Only the lines below, from the one with "pub fn wait_with_timeout(child: &mut" through the one with "assert!(status.is_none());", are to be written out, exactly.

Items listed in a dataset
┏━━
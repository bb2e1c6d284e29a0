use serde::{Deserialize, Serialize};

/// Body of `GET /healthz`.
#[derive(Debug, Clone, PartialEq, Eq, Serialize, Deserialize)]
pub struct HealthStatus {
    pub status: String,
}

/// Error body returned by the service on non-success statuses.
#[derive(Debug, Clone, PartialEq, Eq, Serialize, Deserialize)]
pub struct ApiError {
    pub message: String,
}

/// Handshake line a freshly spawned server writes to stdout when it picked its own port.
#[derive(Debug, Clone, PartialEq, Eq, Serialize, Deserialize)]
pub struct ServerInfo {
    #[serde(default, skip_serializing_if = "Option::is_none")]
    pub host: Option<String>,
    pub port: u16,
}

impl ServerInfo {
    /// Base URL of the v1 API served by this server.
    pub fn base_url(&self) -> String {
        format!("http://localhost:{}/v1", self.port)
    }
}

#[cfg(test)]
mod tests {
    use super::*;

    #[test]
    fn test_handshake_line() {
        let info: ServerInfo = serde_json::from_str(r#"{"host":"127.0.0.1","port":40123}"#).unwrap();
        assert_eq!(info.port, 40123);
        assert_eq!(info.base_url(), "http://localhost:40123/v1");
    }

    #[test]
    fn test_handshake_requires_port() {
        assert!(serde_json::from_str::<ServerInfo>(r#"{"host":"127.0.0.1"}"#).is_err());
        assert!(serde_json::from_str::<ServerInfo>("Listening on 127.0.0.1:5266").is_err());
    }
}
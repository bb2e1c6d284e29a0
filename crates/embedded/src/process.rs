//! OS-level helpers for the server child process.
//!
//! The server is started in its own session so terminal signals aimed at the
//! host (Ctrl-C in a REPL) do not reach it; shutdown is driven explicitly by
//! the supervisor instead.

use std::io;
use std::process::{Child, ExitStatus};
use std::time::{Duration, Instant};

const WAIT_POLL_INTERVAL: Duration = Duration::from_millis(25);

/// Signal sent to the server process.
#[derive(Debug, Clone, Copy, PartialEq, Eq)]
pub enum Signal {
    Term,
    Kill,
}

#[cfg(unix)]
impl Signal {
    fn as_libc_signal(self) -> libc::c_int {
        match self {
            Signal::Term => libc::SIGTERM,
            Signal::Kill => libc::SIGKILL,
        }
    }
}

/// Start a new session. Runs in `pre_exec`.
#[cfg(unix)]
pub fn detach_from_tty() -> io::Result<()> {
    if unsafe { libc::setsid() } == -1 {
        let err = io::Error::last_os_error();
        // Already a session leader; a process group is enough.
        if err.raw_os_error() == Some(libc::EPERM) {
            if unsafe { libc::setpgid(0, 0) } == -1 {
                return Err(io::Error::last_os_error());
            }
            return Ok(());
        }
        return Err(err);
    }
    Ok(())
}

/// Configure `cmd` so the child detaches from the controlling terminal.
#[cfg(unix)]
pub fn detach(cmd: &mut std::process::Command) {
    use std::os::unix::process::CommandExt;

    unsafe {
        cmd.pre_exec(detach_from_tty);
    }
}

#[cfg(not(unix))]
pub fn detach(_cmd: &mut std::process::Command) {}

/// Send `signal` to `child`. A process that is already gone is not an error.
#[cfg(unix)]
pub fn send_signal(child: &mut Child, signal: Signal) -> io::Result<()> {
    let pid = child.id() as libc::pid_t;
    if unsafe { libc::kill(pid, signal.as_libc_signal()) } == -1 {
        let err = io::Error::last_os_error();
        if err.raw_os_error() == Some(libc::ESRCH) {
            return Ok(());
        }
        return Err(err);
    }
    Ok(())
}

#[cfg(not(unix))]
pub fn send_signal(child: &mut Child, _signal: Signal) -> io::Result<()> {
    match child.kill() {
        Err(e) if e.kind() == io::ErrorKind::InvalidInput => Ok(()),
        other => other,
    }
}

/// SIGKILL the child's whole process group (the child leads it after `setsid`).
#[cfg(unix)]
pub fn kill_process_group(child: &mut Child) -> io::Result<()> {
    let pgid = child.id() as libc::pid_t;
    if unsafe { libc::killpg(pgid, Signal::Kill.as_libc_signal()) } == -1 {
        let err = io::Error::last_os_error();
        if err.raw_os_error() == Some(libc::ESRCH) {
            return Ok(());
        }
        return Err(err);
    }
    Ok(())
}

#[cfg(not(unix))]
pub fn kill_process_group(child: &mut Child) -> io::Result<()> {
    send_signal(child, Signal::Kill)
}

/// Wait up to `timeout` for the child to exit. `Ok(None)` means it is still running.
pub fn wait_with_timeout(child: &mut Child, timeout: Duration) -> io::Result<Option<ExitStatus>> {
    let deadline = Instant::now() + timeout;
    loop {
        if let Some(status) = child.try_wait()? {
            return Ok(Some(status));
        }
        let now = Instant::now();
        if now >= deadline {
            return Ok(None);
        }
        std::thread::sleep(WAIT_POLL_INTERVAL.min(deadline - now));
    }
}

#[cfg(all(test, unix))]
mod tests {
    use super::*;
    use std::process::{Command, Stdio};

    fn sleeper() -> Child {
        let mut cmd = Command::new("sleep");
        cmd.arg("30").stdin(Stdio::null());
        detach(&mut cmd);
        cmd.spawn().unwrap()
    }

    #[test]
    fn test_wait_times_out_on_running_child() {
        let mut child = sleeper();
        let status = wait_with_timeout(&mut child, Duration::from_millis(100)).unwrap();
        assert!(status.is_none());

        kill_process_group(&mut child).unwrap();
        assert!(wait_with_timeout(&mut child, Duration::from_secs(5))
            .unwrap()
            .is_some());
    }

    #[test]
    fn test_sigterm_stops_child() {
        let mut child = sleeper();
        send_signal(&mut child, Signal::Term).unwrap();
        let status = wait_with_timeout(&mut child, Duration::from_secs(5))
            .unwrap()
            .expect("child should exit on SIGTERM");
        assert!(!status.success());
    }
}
┗━━
_ANSWER BELOW_
pub fn wait_with_timeout(child: &mut Child, timeout: Duration) -> io::Result<Option<ExitStatus>> {
    let deadline = Instant::now() + timeout;
    loop {
        if let Some(status) = child.try_wait()? {
            return Ok(Some(status));
        }
        let now = Instant::now();
        if now >= deadline {
            return Ok(None);
        }
        std::thread::sleep(WAIT_POLL_INTERVAL.min(deadline - now));
    }
}

#[cfg(all(test, unix))]
mod tests {
    use super::*;
    use std::process::{Command, Stdio};

    fn sleeper() -> Child {
        let mut cmd = Command::new("sleep");
        cmd.arg("30").stdin(Stdio::null());
        detach(&mut cmd);
        cmd.spawn().unwrap()
    }

    #[test]
    fn test_wait_times_out_on_running_child() {
        let mut child = sleeper();
        let status = wait_with_timeout(&mut child, Duration::from_millis(100)).unwrap();
        assert!(status.is_none());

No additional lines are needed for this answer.